Der Weg in die Ostschweiz
1942, nach Studienabschluss, heirateten mein Mann und ich. Wir hatten uns während des Medizinstudiums kennengelernt. Ich war jetzt Allgemeinmedizinerin. Meine erste Stelle fand ich in der Tuberkuloseabteilung eines Berner Spitals, die nächste im Schwesternhaus des Roten Kreuzes in Zürich. Mein Mann wurde dann Chefarzt in St. Gallen. Ich war inzwischen als Hausfrau und Mutter von drei Kindern gut beschäftigt und unterrichtete nebenbei an Schulen Gesundheits- und Aufklärungslehre. Als unsere zwei Ältesten studieren gingen, empfahl mich eine Bekannte dem Chefarzt des Ostschweizer Kinderpsychiatrischen Dienstes. So kam ich als Assistenzärztin in die kinderpsychiatrische Beobachtungsstelle in Ganterschwil, wo Kinder aufgenommen, therapiert und individuell gefördert wurden. Danach wurden sie entweder zurück in die Familie integriert oder in einem Heim untergebracht.
Rolf Widmer war damals Sozialarbeiter und Heimleiter in Ganterschwil. Er erzählt: «Wenn ein Kind nicht zurück in die Familie konnte, wurde jeweils gefragt, welche Heime einen freien Platz hätten. Ich fand, das sei die falsche Frage. Stattdessen sollte man fragen: Was braucht dieses Kind jetzt? Ilse hat das sofort aufgenommen und viel Empathie für die Kinder gezeigt.»
Rolfs Idee der Heilpädagogischen Grossfamilien überzeugte mich: Dass junge Ehepaare mit eigener Familie bereit waren, noch vier bis fünf Kinder aufzunehmen. So entstand der Verein Heilpädagogische Grossfamilien, in dessen Vorstand ich dabei war. Diese Pflegeeltern waren grossartige Leute. Ich beobachtete, wie diese Kinder ein Zuhause bekamen und teils weniger auffällig waren. Gleichzeitig mussten Schulen gegründet werden, denn die meisten der Kinder benötigten individuelle Förderung. Viele konnten für ihre letzten Schuljahre in die öffentliche Schule integriert werden.

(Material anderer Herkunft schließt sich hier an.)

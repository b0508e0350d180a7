//! Context Service - keeps the reader-facing story context up to date
//!
//! After every segment the model is asked for a JSON analysis of the new text
//! (characters, relationships, what happened, where the story stands). The
//! analysis is merged into the session's `StoryContext`.

use std::sync::Arc;

use serde::Deserialize;

use crate::application::ports::outbound::{GenerateRequest, TextGenPort};
use crate::application::services::llm::parse_json_object;
use crate::application::services::llm::prompt_builder::build_context_analysis_prompt;
use crate::domain::entities::{ContextDisplay, StoryContext, StorySession};
use crate::domain::value_objects::Tunables;

#[derive(Debug, Default, Deserialize)]
#[serde(default)]
struct ContextAnalysis {
    characters: Vec<CharacterInfo>,
    relationships: Vec<RelationshipInfo>,
    event: Option<EventInfo>,
    current_state: StateInfo,
}

#[derive(Debug, Default, Deserialize)]
#[serde(default)]
struct CharacterInfo {
    name: String,
    gender: Option<String>,
    age: Option<String>,
    description: Option<String>,
    traits: Vec<String>,
}

#[derive(Debug, Default, Deserialize)]
#[serde(default)]
struct RelationshipInfo {
    from: String,
    to: String,
    relationship: String,
}

#[derive(Debug, Default, Deserialize)]
#[serde(default)]
struct EventInfo {
    description: String,
    characters: Vec<String>,
    location: Option<String>,
}

#[derive(Debug, Default, Deserialize)]
#[serde(default)]
struct StateInfo {
    location: Option<String>,
    scene: Option<String>,
    goal: Option<String>,
}

pub struct ContextService {
    llm: Arc<dyn TextGenPort>,
    tunables: Arc<Tunables>,
}

impl ContextService {
    pub fn new(llm: Arc<dyn TextGenPort>, tunables: Arc<Tunables>) -> Self {
        Self { llm, tunables }
    }

    /// Merge what the model extracts from `text` into the session context
    ///
    /// When the analysis fails the player's choice is still added to the
    /// timeline, so the context never falls behind the story.
    pub async fn update_context(
        &self,
        session: &mut StorySession,
        text: &str,
        choice: &str,
    ) -> ContextDisplay {
        let context = session.context_mut();
        let known = context.character_names();

        let prompt =
            build_context_analysis_prompt(&self.tunables.story.language, text, choice, &known);
        let request = GenerateRequest::new(prompt, self.tunables.generation.clone()).json();

        let analysis = match self.llm.generate(request).await {
            Ok(response) => parse_json_object::<ContextAnalysis>(&response.text),
            Err(e) => {
                tracing::warn!("Context analysis failed: {}", e);
                None
            }
        };

        match analysis {
            Some(analysis) => apply_analysis(context, analysis, choice),
            None => context.add_event(choice, Vec::new(), None),
        }

        context.display()
    }
}

fn apply_analysis(context: &mut StoryContext, analysis: ContextAnalysis, choice: &str) {
    for character in analysis.characters {
        let name = character.name.trim();
        if name.is_empty() {
            continue;
        }
        context.add_character(
            name,
            non_empty(character.gender),
            non_empty(character.age),
            non_empty(character.description),
        );
        for trait_name in character.traits.iter().map(|t| t.trim()).filter(|t| !t.is_empty()) {
            context.add_character_trait(name, trait_name);
        }
    }

    for relation in analysis.relationships {
        if !relation.relationship.trim().is_empty() {
            context.add_relationship(&relation.from, &relation.to, relation.relationship.trim());
        }
    }

    match analysis.event {
        Some(event) if !event.description.trim().is_empty() => {
            context.add_event(event.description.trim(), event.characters, non_empty(event.location));
        }
        _ => context.add_event(choice, Vec::new(), None),
    }

    let state = analysis.current_state;
    context.update_current_state(
        non_empty(state.location),
        non_empty(state.scene),
        non_empty(state.goal),
    );
}

fn non_empty(value: Option<String>) -> Option<String> {
    value
        .map(|v| v.trim().to_string())
        .filter(|v| !v.is_empty())
}

#[cfg(test)]
mod tests {
    use super::*;
    use crate::application::services::test_support::ScriptedLlm;

    const ANALYSIS: &str = r#"{
        "characters": [
            {"name": "Анна", "gender": "женский", "age": "", "description": "Травница", "traits": ["смелая", "смелая", ""]},
            {"name": "Пётр", "traits": ["молчаливый"]},
            {"name": "  "}
        ],
        "relationships": [
            {"from": "Анна", "to": "Пётр", "relationship": "сестра"},
            {"from": "Анна", "to": "Незнакомец", "relationship": "враг"}
        ],
        "event": {"description": "Анна нашла брата", "characters": ["Анна", "Пётр"], "location": "Мельница"},
        "current_state": {"location": "Мельница", "scene": "", "goal": "Вернуться домой"}
    }"#;

    fn service(llm: ScriptedLlm) -> (ContextService, Arc<ScriptedLlm>) {
        let llm = Arc::new(llm);
        let service = ContextService::new(llm.clone(), Arc::new(Tunables::default()));
        (service, llm)
    }

    #[tokio::test]
    async fn test_analysis_is_merged() {
        let (service, llm) = service(ScriptedLlm::new().reply(ANALYSIS));
        let mut session = StorySession::new(0.7, 3);

        let display = service
            .update_context(&mut session, "Анна нашла Петра на мельнице.", "Войти")
            .await;

        assert!(llm.requests()[0].json_format);
        assert_eq!(display.characters.len(), 2);
        assert_eq!(
            display.characters[0],
            "Анна (женский)\n  Травница\n  Черты: смелая\n  Отношения: Пётр: сестра"
        );
        assert_eq!(display.timeline, vec!["• Анна нашла брата (Место: Мельница)"]);

        let state = session.context().current_state();
        assert_eq!(state.location.as_deref(), Some("Мельница"));
        assert_eq!(state.scene, None);
        assert_eq!(state.goal.as_deref(), Some("Вернуться домой"));
    }

    #[tokio::test]
    async fn test_failure_falls_back_to_choice_event() {
        let (service, _) = service(ScriptedLlm::new().fail().reply("not json at all"));
        let mut session = StorySession::new(0.7, 3);

        service.update_context(&mut session, "…", "Войти").await;
        let display = service.update_context(&mut session, "…", "Уйти").await;

        assert_eq!(display.timeline, vec!["• Войти", "• Уйти"]);
        assert!(display.characters.is_empty());
    }

    #[tokio::test]
    async fn test_known_characters_are_named_in_prompt() {
        let (service, llm) = service(ScriptedLlm::new().reply(ANALYSIS).reply("{}"));
        let mut session = StorySession::new(0.7, 3);

        service.update_context(&mut session, "a", "b").await;
        let display = service.update_context(&mut session, "c", "Ждать").await;

        assert!(llm.requests()[1].prompt.contains("KNOWN CHARACTERS: Анна, Пётр"));
        assert_eq!(display.timeline.last().map(String::as_str), Some("• Ждать"));
    }
}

Interesse für junge Menschen und die Wandlungen in der Welt
Es interessiert mich bis heute, was in der Welt läuft und finde es enorm gut, dass sich junge Leute mehr für Politik interessieren. Heute engagiert sich tipiti auch dafür, junge Flüchtlinge aufzunehmen und zu fördern. Das ist grossartig und so wichtig. Ich wurde selber als junger Baum in einem anderen Land eingepflanzt – und nach so langer Zeit ist das hier Heimat. Und eine Heimat zu haben, ist natürlich auch das Bedürfnis der jungen Flüchtlinge. Mit Interesse und Bewunderung verfolge ich Rolfs Visionen und deren erfolgreiche Umsetzungen. Sein unermüdlicher Einsatz für Kinder und Jugendliche ist einmalig! Er ist für mich ein Vorbild und ihm gilt mein Dank. Ich wünsche ihm weiterhin Erfolg. Die heutige Gesellschaft steht – wie früher manche gewiss auch – vor enormen Herausforderungen. Ich hoffe, dass man einen Weg des Verstehens und Zusammenlebens ohne Hass und Verderben findet. Es gibt doch viele gute, vernünftige und hilfsbereite Menschen.